When most people think of cotton, they think white. No one in this generation will even remember that cotton naturally grows in many other colors like brown and yellow. Because of the heavy textile demand for white cotton, all farmers started producing white cotton. Moreover, the heavy cotton consumption by the mills created an imbalance in the natural ecology; as a result, 80% of all pesticides used in Indian farms are used on cotton farms! Eighty percent.
To "efficiently" transport cotton to centralized mills, it is compressed. Then, at the farms, lots of energy is spent in carding the cotton to make it fluffy again.
Most khadi producers now use "new and improved" Ambar-charka in India. You can't blame the producers in a land where more than 350 million people live on less than dollar a day; they are just trying to survive. But the confusion of the government policies, technologists and pundits are creating these weird hybrid solutions that are simply not khadi. Not only are Ambar-charka machine parts hard to maintain, it also requires long-staple cotton sliver that is used by textile mills. The same long-staple cotton that has increased the use of pesticides, destroyed cotton bio diversity, and created many subtle forms of inefficiencies. So this kind of a khadi movement is far cry from Gandhi's vision of self reliance.

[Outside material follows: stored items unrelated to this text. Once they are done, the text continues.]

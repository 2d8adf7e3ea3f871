//! Typed JSON helpers layered over any `Store`.
//!
//! `write_list` / `read_list` are the list contract content managers build
//! on. `read_list` is lenient and degrades to an empty list; callers that must
//! not mask corruption use `try_read_list`.

use crate::store::{error_chain, Store, StoreError, StoreResult};
use log::{debug, warn};
use serde::de::DeserializeOwned;
use serde::Serialize;

/// Serializes `value` and stores it under `key`, replacing any prior value.
pub fn write_value<T, S>(store: &S, key: &str, value: &T) -> StoreResult<()>
where
    T: Serialize + ?Sized,
    S: Store + ?Sized,
{
    let encoded = serde_json::to_string(value).map_err(|source| StoreError::Serialize {
        key: key.to_string(),
        source,
    })?;
    store.set(key, &encoded)?;
    debug!(
        "event=store_write module=store status=ok key={} bytes={}",
        key,
        encoded.len()
    );
    Ok(())
}

/// Reads and decodes the value under `key`.
///
/// Returns `Ok(None)` when the key is absent and `StoreError::Corrupt` when
/// the stored string does not decode as `T`.
pub fn try_read_value<T, S>(store: &S, key: &str) -> StoreResult<Option<T>>
where
    T: DeserializeOwned,
    S: Store + ?Sized,
{
    let Some(raw) = store.get(key)? else {
        return Ok(None);
    };
    serde_json::from_str(&raw)
        .map(Some)
        .map_err(|source| StoreError::Corrupt {
            key: key.to_string(),
            source,
        })
}

/// Writes a full record list under `key`.
pub fn write_list<T, S>(store: &S, key: &str, items: &[T]) -> StoreResult<()>
where
    T: Serialize,
    S: Store + ?Sized,
{
    write_value(store, key, items)
}

/// Strict list read: absent is `Ok(None)`, undecodable is an error.
pub fn try_read_list<T, S>(store: &S, key: &str) -> StoreResult<Option<Vec<T>>>
where
    T: DeserializeOwned,
    S: Store + ?Sized,
{
    try_read_value(store, key)
}

/// Lenient list read.
///
/// Absent keys, backend failures and corrupt values all yield an empty list;
/// failures are logged at `warn`.
pub fn read_list<T, S>(store: &S, key: &str) -> Vec<T>
where
    T: DeserializeOwned,
    S: Store + ?Sized,
{
    match try_read_list(store, key) {
        Ok(items) => items.unwrap_or_default(),
        Err(err) => {
            warn!(
                "event=store_read module=store status=error key={} error_code={} error={}",
                key,
                error_code(&err),
                error_chain(&err)
            );
            Vec::new()
        }
    }
}

fn error_code(err: &StoreError) -> &'static str {
    match err {
        StoreError::InvalidKey(_) => "invalid_key",
        StoreError::Db(_) => "backend_failed",
        StoreError::Serialize { .. } => "serialize_failed",
        StoreError::Corrupt { .. } => "corrupt_value",
    }
}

Government provides rebates to subsidize the cost of hand-spun khadi; but greedy institutions have now created a hybrid khadi-polyster that also qualifies for the rebates. Consumers, as a result, don't have a clue as to why buy Khadi. Khadi propaganda says that Khadi generates employment for the poor and that it's a material that "breathes". Surely, Khadi is thick to provide insulation in the winter and porous to provide ventilation in the summers; and it feels good to wear. But when I spoke to various youth groups around the state of Gujarat, they told me the most practical reason for not buying khadi: it's expensive.
At present, Khadi is a bit more expensive today and that can change with the right policies and better marketing; still, just as an orginal painting will never be as cheap as a print, hand-spun khadi and block printing won't ever be able to compete with a 80 rupee t-shirt made from synthetic material. But if production of the chemical dyes used to color our t-shirts will ruin the rivers, if the mass cotton production will ruin the land, and the lack of jobs will ruin the lives of the common man, the questions really is: is it worth it? No. No one in their right minds will think so.

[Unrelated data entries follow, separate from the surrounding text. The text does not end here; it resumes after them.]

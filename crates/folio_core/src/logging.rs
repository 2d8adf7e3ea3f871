//! Rolling file logs for folio binaries.
//!
//! # Invariants
//! - At most one logger is started per process; its settings are fixed
//!   once started.
//! - Startup failures come back as `LoggingError`, never as a panic.

use flexi_logger::{Cleanup, Criterion, FileSpec, Logger, LoggerHandle, Naming, WriteMode};
use log::{error, info};
use once_cell::sync::OnceCell;
use std::error::Error;
use std::fmt::{Display, Formatter};
use std::path::{Path, PathBuf};
use std::sync::Once;

const LOG_FILE_BASENAME: &str = "folio";
const ROTATE_AT_BYTES: u64 = 4 * 1024 * 1024;
const KEPT_LOG_FILES: usize = 5;
const PANIC_SUMMARY_CHARS: usize = 160;
const LEVELS: [&str; 5] = ["trace", "debug", "info", "warn", "error"];

static ACTIVE: OnceCell<ActiveLogger> = OnceCell::new();
static PANIC_HOOK: Once = Once::new();

struct ActiveLogger {
    settings: LogSettings,
    _handle: LoggerHandle,
}

#[derive(Debug)]
pub enum LoggingError {
    UnsupportedLevel(String),
    RelativeDir(PathBuf),
    CreateDir {
        dir: PathBuf,
        source: std::io::Error,
    },
    Backend(String),
    /// A logger with different settings is already running.
    AlreadyActive {
        active: LogSettings,
        requested: LogSettings,
    },
}

impl Display for LoggingError {
    fn fmt(&self, f: &mut Formatter<'_>) -> std::fmt::Result {
        match self {
            Self::UnsupportedLevel(level) => write!(
                f,
                "unsupported log level `{level}`; expected {}",
                LEVELS.join("|")
            ),
            Self::RelativeDir(dir) => {
                write!(f, "log dir must be absolute, got `{}`", dir.display())
            }
            Self::CreateDir { dir, .. } => {
                write!(f, "cannot create log dir `{}`", dir.display())
            }
            Self::Backend(message) => write!(f, "logger backend failed: {message}"),
            Self::AlreadyActive { active, requested } => write!(
                f,
                "logging already active as {active}; refusing {requested}"
            ),
        }
    }
}

impl Error for LoggingError {
    fn source(&self) -> Option<&(dyn Error + 'static)> {
        match self {
            Self::CreateDir { source, .. } => Some(source),
            _ => None,
        }
    }
}

/// Validated logger settings.
#[derive(Debug, Clone, PartialEq, Eq)]
pub struct LogSettings {
    level: &'static str,
    dir: PathBuf,
}

impl LogSettings {
    /// Accepts `trace|debug|info|warn|error` (any case, `warning` allowed)
    /// and an absolute directory.
    pub fn new(level: &str, dir: impl Into<PathBuf>) -> Result<Self, LoggingError> {
        let wanted = match level.trim().to_ascii_lowercase().as_str() {
            "warning" => "warn".to_string(),
            other => other.to_string(),
        };
        let level = LEVELS
            .into_iter()
            .find(|known| *known == wanted)
            .ok_or_else(|| LoggingError::UnsupportedLevel(level.trim().to_string()))?;

        let dir = dir.into();
        if !dir.is_absolute() {
            return Err(LoggingError::RelativeDir(dir));
        }
        Ok(Self { level, dir })
    }

    pub fn level(&self) -> &'static str {
        self.level
    }

    pub fn dir(&self) -> &Path {
        &self.dir
    }
}

impl Display for LogSettings {
    fn fmt(&self, f: &mut Formatter<'_>) -> std::fmt::Result {
        write!(f, "level={} dir={}", self.level, self.dir.display())
    }
}

/// `debug` for debug builds, `info` otherwise.
pub fn default_log_level() -> &'static str {
    if cfg!(debug_assertions) {
        "debug"
    } else {
        "info"
    }
}

/// Starts the process logger, or confirms the running one matches.
pub fn init_logging(settings: &LogSettings) -> Result<(), LoggingError> {
    let active = ACTIVE.get_or_try_init(|| start(settings))?;
    if active.settings != *settings {
        return Err(LoggingError::AlreadyActive {
            active: active.settings.clone(),
            requested: settings.clone(),
        });
    }
    Ok(())
}

fn start(settings: &LogSettings) -> Result<ActiveLogger, LoggingError> {
    std::fs::create_dir_all(&settings.dir).map_err(|source| LoggingError::CreateDir {
        dir: settings.dir.clone(),
        source,
    })?;

    let handle = Logger::try_with_str(settings.level)
        .map_err(|err| LoggingError::Backend(err.to_string()))?
        .log_to_file(
            FileSpec::default()
                .directory(settings.dir.as_path())
                .basename(LOG_FILE_BASENAME),
        )
        .rotate(
            Criterion::Size(ROTATE_AT_BYTES),
            Naming::Numbers,
            Cleanup::KeepLogFiles(KEPT_LOG_FILES),
        )
        .write_mode(WriteMode::BufferAndFlush)
        .append()
        .format_for_files(flexi_logger::detailed_format)
        .start()
        .map_err(|err| LoggingError::Backend(err.to_string()))?;

    PANIC_HOOK.call_once(install_panic_hook);
    info!(
        "event=logging_init module=logging status=ok version={} {}",
        env!("CARGO_PKG_VERSION"),
        settings
    );

    Ok(ActiveLogger {
        settings: settings.clone(),
        _handle: handle,
    })
}

fn install_panic_hook() {
    let previous = std::panic::take_hook();
    std::panic::set_hook(Box::new(move |info| {
        let location = info
            .location()
            .map_or_else(|| "unknown".to_string(), |loc| format!("{}:{}", loc.file(), loc.line()));
        let payload = info
            .payload()
            .downcast_ref::<&str>()
            .map(|message| (*message).to_string())
            .or_else(|| info.payload().downcast_ref::<String>().cloned())
            .unwrap_or_else(|| "non-string panic payload".to_string());
        error!(
            "event=panic module=logging status=error location={} payload={}",
            location,
            one_line(&payload, PANIC_SUMMARY_CHARS)
        );
        previous(info);
    }));
}

/// Flattens newlines and caps `text` at `max_chars`, marking truncation.
fn one_line(text: &str, max_chars: usize) -> String {
    let flat = text.replace(['\n', '\r'], " ");
    if flat.chars().count() <= max_chars {
        return flat;
    }
    let mut capped: String = flat.chars().take(max_chars).collect();
    capped.push_str("...");
    capped
}
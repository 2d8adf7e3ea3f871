//! Portfolio content records.
//!
//! # Responsibility
//! - Define the flat, id-keyed records shown on the public site.
//! - Own each record type's storage key, seed data and validation rules.
//!
//! # Invariants
//! - Every record carries a non-empty `RecordId`.
//! - Wire field names are camelCase so stored JSON stays readable by the site.

pub mod academia;
pub mod project;
pub mod record;
pub mod social;
pub mod visibility;
//! Publication record returned by paper search

use serde::{Deserialize, Serialize};

#[derive(Debug, Clone, PartialEq, Serialize, Deserialize)]
pub struct Publication {
    pub paper_id: String,
    pub title: String,
    pub authors: Vec<String>,
    pub year: Option<u32>,
    pub venue: Option<String>,
    #[serde(rename = "abstract")]
    pub abstract_text: Option<String>,
    pub bibtex: Option<String>,
    pub url: Option<String>,
}

impl Publication {
    /// Render the record for a prompt. BibTeX is left out unless asked
    /// for, since it costs tokens and only matters for TeX citations.
    pub fn describe(&self, include_bibtex: bool) -> String {
        let mut out = format!("Title: {}\n", self.title);
        if !self.authors.is_empty() {
            out.push_str(&format!("Authors: {}\n", self.authors.join(", ")));
        }
        if let Some(year) = self.year {
            out.push_str(&format!("Year: {}\n", year));
        }
        if let Some(venue) = self.venue.as_deref().filter(|v| !v.is_empty()) {
            out.push_str(&format!("Venue: {}\n", venue));
        }
        if let Some(abstract_text) = &self.abstract_text {
            out.push_str(&format!("Abstract: {}\n", abstract_text));
        }
        if include_bibtex {
            if let Some(bibtex) = &self.bibtex {
                out.push_str(&format!("BibTeX: {}\n", bibtex));
            }
        }
        out
    }
}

Root of the problem, though, is that "khadi" itself is in a state of mess. Gandhians have become idealists whose message is largely disregarded by the consumeristic mainstream. Village producers are just trying to make their daily livelihood. Consumers are getting mixed signals from the government policies, propaganda and competition attempts against the textile industry; to top it off, no one has paid any attention to fashion in khadi. Government is trying to increase jobs and provide rebates but the head of Khadi commission himself admitted to me, "Our biggest problem is that we don't know how to get the help to the right person." That is to say, there is no infrastructure to implement policies.

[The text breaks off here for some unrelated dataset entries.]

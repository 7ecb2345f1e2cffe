use serde::{Deserialize, Serialize};
use std::path::{Path, PathBuf};
use std::time::Duration;

/// Configuration for literer (`config.toml`)
#[derive(Debug, Clone, Serialize, Deserialize)]
pub struct Config {
    /// Completion model; also selects the tokenizer
    #[serde(default = "default_model")]
    pub model: String,

    /// Token budget per feedback chunk
    #[serde(default = "default_budget")]
    pub budget_tokens: usize,

    /// Paragraph delimiter used when chunking
    #[serde(default = "default_delimiter")]
    pub delimiter: String,

    /// Completion requests in flight per loop (1 = sequential)
    #[serde(default = "default_concurrency")]
    pub concurrency: usize,

    #[serde(default)]
    pub openai: OpenAiConfig,

    #[serde(default)]
    pub scholar: ScholarConfig,
}

#[derive(Debug, Clone, Serialize, Deserialize)]
pub struct OpenAiConfig {
    #[serde(default = "default_openai_url")]
    pub base_url: String,

    /// Environment variable holding the API key
    #[serde(default = "default_api_key_env")]
    pub api_key_env: String,

    #[serde(default = "default_timeout")]
    pub timeout_secs: u64,
}

#[derive(Debug, Clone, Serialize, Deserialize)]
pub struct ScholarConfig {
    #[serde(default = "default_scholar_url")]
    pub base_url: String,

    #[serde(default, skip_serializing_if = "Option::is_none")]
    pub api_key: Option<String>,

    #[serde(default = "default_max_results")]
    pub max_results: usize,
}

impl Default for Config {
    fn default() -> Self {
        Self {
            model: default_model(),
            budget_tokens: default_budget(),
            delimiter: default_delimiter(),
            concurrency: default_concurrency(),
            openai: OpenAiConfig::default(),
            scholar: ScholarConfig::default(),
        }
    }
}

impl Default for OpenAiConfig {
    fn default() -> Self {
        Self {
            base_url: default_openai_url(),
            api_key_env: default_api_key_env(),
            timeout_secs: default_timeout(),
        }
    }
}

impl Default for ScholarConfig {
    fn default() -> Self {
        Self {
            base_url: default_scholar_url(),
            api_key: None,
            max_results: default_max_results(),
        }
    }
}

fn default_model() -> String {
    "gpt-3.5-turbo".to_string()
}

fn default_budget() -> usize {
    4000
}

fn default_delimiter() -> String {
    "\n\n".to_string()
}

fn default_concurrency() -> usize {
    1
}

fn default_openai_url() -> String {
    "https://api.openai.com".to_string()
}

fn default_api_key_env() -> String {
    "OPENAI_API_KEY".to_string()
}

fn default_timeout() -> u64 {
    120
}

fn default_scholar_url() -> String {
    "https://api.semanticscholar.org/graph/v1".to_string()
}

fn default_max_results() -> usize {
    30
}

impl Config {
    /// Load config from default location or create default if not found
    pub fn load() -> anyhow::Result<Self> {
        let path = Self::config_path();

        if path.exists() {
            Self::load_from(&path)
        } else {
            // Create default config file
            let config = Config::default();
            if let Some(parent) = path.parent() {
                std::fs::create_dir_all(parent)?;
            }
            let content = toml::to_string_pretty(&config)?;
            std::fs::write(&path, content)?;
            Ok(config)
        }
    }

    /// Load config from an explicit file
    pub fn load_from(path: &Path) -> anyhow::Result<Self> {
        let content = std::fs::read_to_string(path)?;
        let config: Config = toml::from_str(&content)?;
        Ok(config)
    }

    /// Get config file path
    pub fn config_path() -> PathBuf {
        if let Some(dirs) = directories::ProjectDirs::from("com", "literer", "literer") {
            dirs.config_dir().join("config.toml")
        } else {
            PathBuf::from("~/.literer/config.toml")
        }
    }

    /// OpenAI API key from the configured environment variable
    pub fn openai_api_key(&self) -> Option<String> {
        std::env::var(&self.openai.api_key_env)
            .ok()
            .filter(|key| !key.trim().is_empty())
    }

    pub fn openai_timeout(&self) -> Duration {
        Duration::from_secs(self.openai.timeout_secs)
    }
}

#[cfg(test)]
mod tests {
    use super::*;

    #[test]
    fn test_default_config() {
        let config = Config::default();
        assert_eq!(config.model, "gpt-3.5-turbo");
        assert_eq!(config.budget_tokens, 4000);
        assert_eq!(config.delimiter, "\n\n");
        assert_eq!(config.concurrency, 1);
        assert_eq!(config.scholar.max_results, 30);
        assert!(config.scholar.api_key.is_none());
    }

    #[test]
    fn test_config_serialization() {
        let config = Config::default();
        let toml_str = toml::to_string(&config).unwrap();
        let parsed: Config = toml::from_str(&toml_str).unwrap();
        assert_eq!(parsed.budget_tokens, config.budget_tokens);
        assert_eq!(parsed.delimiter, config.delimiter);
        assert_eq!(parsed.openai.base_url, config.openai.base_url);
    }

    #[test]
    fn test_partial_config_uses_defaults() {
        let toml_str = r#"
model = "gpt-4"
concurrency = 4

[scholar]
api_key = "s2-key"
"#;
        let config: Config = toml::from_str(toml_str).unwrap();
        assert_eq!(config.model, "gpt-4");
        assert_eq!(config.concurrency, 4);
        assert_eq!(config.budget_tokens, 4000);
        assert_eq!(config.scholar.api_key.as_deref(), Some("s2-key"));
        assert_eq!(config.openai.api_key_env, "OPENAI_API_KEY");
    }

    #[test]
    fn test_load_from_file() {
        let dir = tempfile::tempdir().unwrap();
        let path = dir.path().join("config.toml");
        std::fs::write(&path, "budget_tokens = 2000\n[openai]\ntimeout_secs = 10\n").unwrap();

        let config = Config::load_from(&path).unwrap();
        assert_eq!(config.budget_tokens, 2000);
        assert_eq!(config.openai_timeout(), Duration::from_secs(10));
    }

    #[test]
    fn test_load_from_missing_file() {
        let dir = tempfile::tempdir().unwrap();
        assert!(Config::load_from(&dir.path().join("absent.toml")).is_err());
    }
}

Khadi stood for decentralized sustenance. But with the Ambar-charka, and lack of accompanying increase in wages or jobs or khadi demand (all of which can potentially be blamed on the government policy), khadi was left neither here nor there. Khadi pundits came out and declared, "Khadi will soon take over the textile market." Instead of remembering the principles of Khadi, they started creating extravagant shows, setting up huge infrastructures, and entering a centralized marketing system that they were ill-equiped to fight, that Khadi never stood for. Not only are they losing the fight, but they are in the wrong war.
Gandhi once said, "Live simply, so others can simply live." His interest wasn't in selling khadi and marketing consumerism. He wanted the common man to be self reliant, to be free from market forces to think for himself, to be alive in ways that are natural to them. Perhaps Gandhi's message is too revolutionary for our times.